Two reviewers (Q.D. and Z.X.) independently reviewed the titles and abstracts of all retrieved records for further identification according to the inclusion and exclusion criteria. Subsequently, the identified publications were screened by reviewing the full texts for final inclusion. Any discrepancies were resolved through discussion to reach a final consensus.
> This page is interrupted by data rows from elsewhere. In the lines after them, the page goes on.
/// Resource-specific behaviour of a sub-context.
///
/// Hooks are called without any lock held, so a hook may itself close or
/// kill its context.
pub trait SubContextHooks: Send + Sync {
    /// Short name for logs.
    fn name(&self) -> &str;

    /// Acquires resources.
    fn on_prepare(&self) -> QuarryResult<()> {
        Ok(())
    }

    /// Starts the work. `context` is the owning sub-context, to be closed
    /// once the work is done.
    fn on_start(&self, context: &Arc<ExecutionSubContext>) -> QuarryResult<()>;

    /// Releases resources after a kill or an internal failure.
    fn on_kill(&self, cause: &QuarryError) -> QuarryResult<()>;

    /// Releases resources after the work finished.
    fn on_close(&self) -> QuarryResult<()> {
        Ok(())
    }

    /// Releases whatever a failed `on_prepare` left behind.
    fn cleanup(&self) {}

    /// Bytes currently held.
    fn bytes_used(&self) -> u64 {
        0
    }
}

/// One lifecycle-managed execution fragment.
pub struct ExecutionSubContext {
    id: ContextId,
    hooks: Box<dyn SubContextHooks>,
    state: Mutex<SubContextState>,
    terminated: AtomicBool,
    completion: Completion<CompletionState>,
}

impl ExecutionSubContext {
    /// Creates a sub-context in state `Created`.
    pub fn new(id: ContextId, hooks: Box<dyn SubContextHooks>) -> Arc<Self> {
        Arc::new(Self {
            id,
            hooks,
            state: Mutex::new(SubContextState::Created),
            terminated: AtomicBool::new(false),
            completion: Completion::new(),
        })
    }

    /// Returns the id within its job.
    pub fn id(&self) -> ContextId {
        self.id
    }

    /// Returns the hooks' name.
    pub fn name(&self) -> &str {
        self.hooks.name()
    }

    /// Returns the current state.
    pub fn state(&self) -> SubContextState {
        *self.state.lock()
    }

    /// Returns true once closed or killed.
    pub fn is_terminated(&self) -> bool {
        self.terminated.load(Ordering::Acquire)
    }

    /// Resolves once the sub-context is closed or killed.
    pub fn completion(&self) -> Completion<CompletionState> {
        self.completion.clone()
    }

    /// Acquires resources. On failure the context is cleaned up, its
    /// completion fails and the error is returned.
    pub fn prepare(&self) -> QuarryResult<()> {
        if self.is_terminated() {
            return Ok(());
        }
        {
            let state = self.state.lock();
            if *state != SubContextState::Created {
                return Err(QuarryError::illegal_state(format!(
                    "cannot prepare {} in state {}",
                    self, *state
                )));
            }
        }
        tracing::trace!("preparing {}", self);
        match self.hooks.on_prepare() {
            Ok(()) => {
                let mut state = self.state.lock();
                if *state == SubContextState::Created {
                    *state = SubContextState::Prepared;
                }
                Ok(())
            }
            Err(e) => {
                tracing::warn!("prepare of {} failed: {}", self, e);
                if self.acquire_terminal() {
                    *self.state.lock() = SubContextState::Closed;
                    self.hooks.cleanup();
                    self.completion.fail(e.clone());
                }
                Err(e)
            }
        }
    }

    /// Starts the work. Does nothing if the context is already closed or
    /// killed. A failing start closes the context with the failure.
    pub fn start(self: &Arc<Self>) -> QuarryResult<()> {
        {
            let mut state = self.state.lock();
            if self.is_terminated() {
                tracing::trace!("not starting {}, already {}", self, *state);
                return Ok(());
            }
            if *state != SubContextState::Prepared {
                return Err(QuarryError::illegal_state(format!(
                    "cannot start {} in state {}",
                    self, *state
                )));
            }
            *state = SubContextState::Started;
        }
        tracing::trace!("starting {}", self);
        if let Err(e) = self.hooks.on_start(self) {
            tracing::warn!("start of {} failed: {}", self, e);
            self.close(Some(e.clone()));
            return Err(e);
        }
        Ok(())
    }

    /// Kills the context; `None` kills with [`QuarryError::JobKilled`].
    /// Returns false if it was already closed or killed.
    pub fn kill(&self, cause: Option<QuarryError>) -> bool {
        if !self.acquire_terminal() {
            return false;
        }
        let cause = cause.unwrap_or(QuarryError::JobKilled);
        {
            let mut state = self.state.lock();
            tracing::debug!("killing {} in state {}: {}", self, *state, cause);
            *state = SubContextState::Killed;
        }
        if let Err(e) = self.hooks.on_kill(&cause) {
            tracing::warn!("cleanup of killed {} failed: {}", self, e);
        }
        self.completion.fail(cause);
        true
    }

    /// Closes the context. With a `failure` the resources are released the
    /// way a kill releases them and the completion fails with it. Returns
    /// false if it was already closed or killed.
    pub fn close(&self, failure: Option<QuarryError>) -> bool {
        if !self.acquire_terminal() {
            return false;
        }
        *self.state.lock() = SubContextState::Closed;
        let result = match failure {
            Some(cause) => {
                tracing::debug!("closing {} after failure: {}", self, cause);
                if let Err(e) = self.hooks.on_kill(&cause) {
                    tracing::warn!("cleanup of failed {} failed: {}", self, e);
                }
                Err(cause)
            }
            None => {
                tracing::trace!("closing {}", self);
                match self.hooks.on_close() {
                    Ok(()) => Ok(CompletionState {
                        bytes_used: self.hooks.bytes_used(),
                    }),
                    Err(e) => {
                        tracing::warn!("close of {} failed: {}", self, e);
                        if let Err(cleanup) = self.hooks.on_kill(&e) {
                            tracing::warn!("cleanup of {} failed: {}", self, cleanup);
                        }
                        Err(e)
                    }
                }
            }
        };
        self.completion.complete(result);
        true
    }

    fn acquire_terminal(&self) -> bool {
        self.terminated
            .compare_exchange(false, true, Ordering::AcqRel, Ordering::Acquire)
            .is_ok()
    }
}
We applied rigorous inclusion and exclusion criteria to evaluate the integration of DL into clinical breast cancer diagnosis using the US. We included studies that focused on: (1) evaluating DL algorithms for breast cancer diagnosis using US; (2) assessing the test accuracy of DL algorithms for breast lesion diagnosis using US; and (3) utilizing histologically confirmed and/or follow-up reference standards. We excluded studies that: (1) did not compare the diagnostic performance of DL algorithms to that of human readers; (2) lacked external validation; (3) did not employ DL algorithms (e.g., utilizing traditional AI without binary classification or final decision); (4) solely focused on detecting specific cancer subtypes (e.g., ductal or lobular carcinoma) rather than overall diagnostic accuracy; (5) did not report diagnostic metrics beyond the receiver operating characteristic area under the curve (AUC); (6) involved participants under the age of 18; (7) included participants with implants, lactation, prior known breast cancer, or prior breast treatments such as surgery, radiation therapy, and chemotherapy; (8) enrolled male patients.

Data extraction

Study characteristics and test accuracy outcomes were independently extracted by two reviewers (Q.D. and Z.X.) from all included studies. Any disagreements were resolved by discussion. Extracted study characteristics included study design, population, US device vendors, dataset characteristics (training/validation/testing set), descriptions of the DL algorithms, descriptions of the human readers, reference standards, and any other pertinent information. Test performance characteristics included accuracy, AUC, sensitivity, and specificity.

Quality assessment

Two reviewers (Q.D. and Z.X.) independently assessed the quality of the selected studies using Quality for Assessment of Diagnostic Studies-2 (QUADAS-2) and QUADAS-C tools tailored to our review questions based on a breast US test pathway applicable to clinical settings (Supplementary Table 5). For risk of bias, patient selection, index tests, reference standards, flow, and timing were assessed, respectively. For applicability concerns, patient selection, index test, and reference standards were assessed. Any disagreements were resolved by discussion.

Reporting summary

Further information on research design is available in the Nature Research Reporting Summary linked to this article.